▶ **Provided data**:
□ □ □ □ □

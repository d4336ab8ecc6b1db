use std::{future::Ready, rc::Rc};

use actix_web::{
    dev::{forward_ready, Service, ServiceRequest, ServiceResponse, Transform},
    http::header::{HeaderName, HeaderValue},
    Error, HttpMessage,
};
use futures::future::LocalBoxFuture;
use uuid::Uuid;

pub const REQUEST_ID_HEADER: &str = "x-request-id";

/// Request identifier stored in the request extensions.
#[derive(Debug, Clone)]
pub struct RequestId(pub String);

/// Tags every request with a UUID and echoes it in `X-Request-Id`.
pub struct RequestIdMiddleware;

impl<S, B> Transform<S, ServiceRequest> for RequestIdMiddleware
where
    S: Service<ServiceRequest, Response = ServiceResponse<B>, Error = Error> + 'static,
    S::Future: 'static,
    B: 'static,
{
    type Response = ServiceResponse<B>;
    type Error = Error;
    type InitError = ();
    type Transform = RequestIdMiddlewareService<S>;
    type Future = Ready<Result<Self::Transform, Self::InitError>>;

    fn new_transform(&self, service: S) -> Self::Future {
        std::future::ready(Ok(RequestIdMiddlewareService {
            service: Rc::new(service),
        }))
    }
}

pub struct RequestIdMiddlewareService<S> {
    service: Rc<S>,
}

impl<S, B> Service<ServiceRequest> for RequestIdMiddlewareService<S>
where
    S: Service<ServiceRequest, Response = ServiceResponse<B>, Error = Error> + 'static,
    S::Future: 'static,
    B: 'static,
{
    type Response = ServiceResponse<B>;
    type Error = Error;
    type Future = LocalBoxFuture<'static, Result<Self::Response, Self::Error>>;

    forward_ready!(service);

    fn call(&self, req: ServiceRequest) -> Self::Future {
        let request_id = Uuid::new_v4().to_string();
        req.extensions_mut().insert(RequestId(request_id.clone()));
        log::debug!("{} {} [{}]", req.method(), req.path(), request_id);

        let service = Rc::clone(&self.service);

        Box::pin(async move {
            let mut res = service.call(req).await?;
            if let Ok(value) = HeaderValue::from_str(&request_id) {
                res.headers_mut()
                    .insert(HeaderName::from_static(REQUEST_ID_HEADER), value);
            }
            Ok(res)
        })
    }
}

pub fn get_request_id(req: &actix_web::HttpRequest) -> Option<String> {
    req.extensions().get::<RequestId>().map(|id| id.0.clone())
}

#[cfg(test)]
mod tests {
    use super::*;
    use actix_web::{test, web, App, HttpRequest, HttpResponse};

    async fn echo_request_id(req: HttpRequest) -> HttpResponse {
        HttpResponse::Ok().body(get_request_id(&req).unwrap_or_default())
    }

    #[actix_web::test]
    async fn test_request_id_is_echoed_in_header() {
        let app = test::init_service(
            App::new()
                .wrap(RequestIdMiddleware)
                .route("/", web::get().to(echo_request_id)),
        )
        .await;

        let req = test::TestRequest::get().uri("/").to_request();
        let resp = test::call_service(&app, req).await;

        let header = resp
            .headers()
            .get(REQUEST_ID_HEADER)
            .and_then(|h| h.to_str().ok())
            .map(str::to_string)
            .expect("request id header");
        let body = test::read_body(resp).await;

        assert_eq!(body, header.as_bytes());
        assert!(Uuid::parse_str(&header).is_ok());
    }
}
pub mod generation;
pub mod history;
pub mod question_record;
pub mod raw_response;
pub use generation::{Difficulty, GenerationParams};
pub use history::HistoryEntry;
pub use question_record::{QuestionRecord, RecordError};
pub use raw_response::{ProviderBatch, ProviderQuestion, QuestionLike, RawResponse};
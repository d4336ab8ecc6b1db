pub mod helpers;
pub mod schema_impl;

use actix_web::{web, HttpResponse};
use async_graphql::http::GraphiQLSource;
use async_graphql_actix_web::{GraphQLRequest, GraphQLResponse};

pub use schema_impl::{create_schema, Schema};

use crate::session::SessionId;

pub async fn graphql_handler(
    schema: web::Data<Schema>,
    session: SessionId,
    request: GraphQLRequest,
) -> GraphQLResponse {
    schema.execute(request.into_inner().data(session)).await.into()
}

pub async fn graphiql() -> HttpResponse {
    HttpResponse::Ok()
        .content_type("text/html; charset=utf-8")
        .body(GraphiQLSource::build().endpoint("/graphql").finish())
}

pub fn configure(cfg: &mut web::ServiceConfig) {
    cfg.route("/graphql", web::post().to(graphql_handler))
        .route("/graphiql", web::get().to(graphiql));
}
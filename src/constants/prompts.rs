pub const QUESTION_GENERATOR_PROMPT: &str = r#"You are a question generation agent that writes high-quality multiple-choice questions for learners.

## PRIMARY OBJECTIVE

Generate exactly the requested number of questions that:
1. Are factually accurate (HIGHEST PRIORITY)
2. Match the requested topic and difficulty level
3. Follow any custom instructions supplied by the user
4. Have exactly one unambiguous correct option

## QUESTION REQUIREMENTS

- Each question offers 4 options unless the custom instructions say otherwise.
- Options are short, plausible and mutually exclusive.
- Avoid "All of the above" and "None of the above".
- Vary the position of the correct option across questions.
- Each question carries a one or two sentence explanation of why the correct option is right.

## DIFFICULTY LEVELS

- Easy: recall of core facts and definitions.
- Medium: application of concepts to simple scenarios.
- Hard: multi-step reasoning, edge cases and common misconceptions.

## OUTPUT FORMAT SPECIFICATIONS

You MUST return a single JSON object with one key, "questions", holding an array of question objects. No prose, no markdown, no extra keys.

Each question object has these fields:
- question: string (the question text)
- options: array of strings (the choices, in display order)
- answer: string (the correct choice, copied exactly from options)
- explanation: string (why the answer is correct)

The JSON schema of a single question object follows."#;

/// Builds the user message for one generation request.
pub fn question_request_prompt(
    topic: &str,
    count: u32,
    difficulty: &str,
    instructions: Option<&str>,
) -> String {
    let mut prompt = format!(
        "Topic: {topic}\nNumber of questions: {count}\nQuestion type: Multiple Choice\nDifficulty level: {difficulty}\n"
    );
    if let Some(instructions) = instructions {
        prompt.push_str("Custom instructions: ");
        prompt.push_str(instructions);
        prompt.push('\n');
    }
    prompt
}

□ □ □ □ □

▶ **What is expected**: When the word "user" shows up in a line of the entries, report that line.

▶ **Expected output**:
3. Follow any custom instructions supplied by the user
/// Builds the user message for one generation request.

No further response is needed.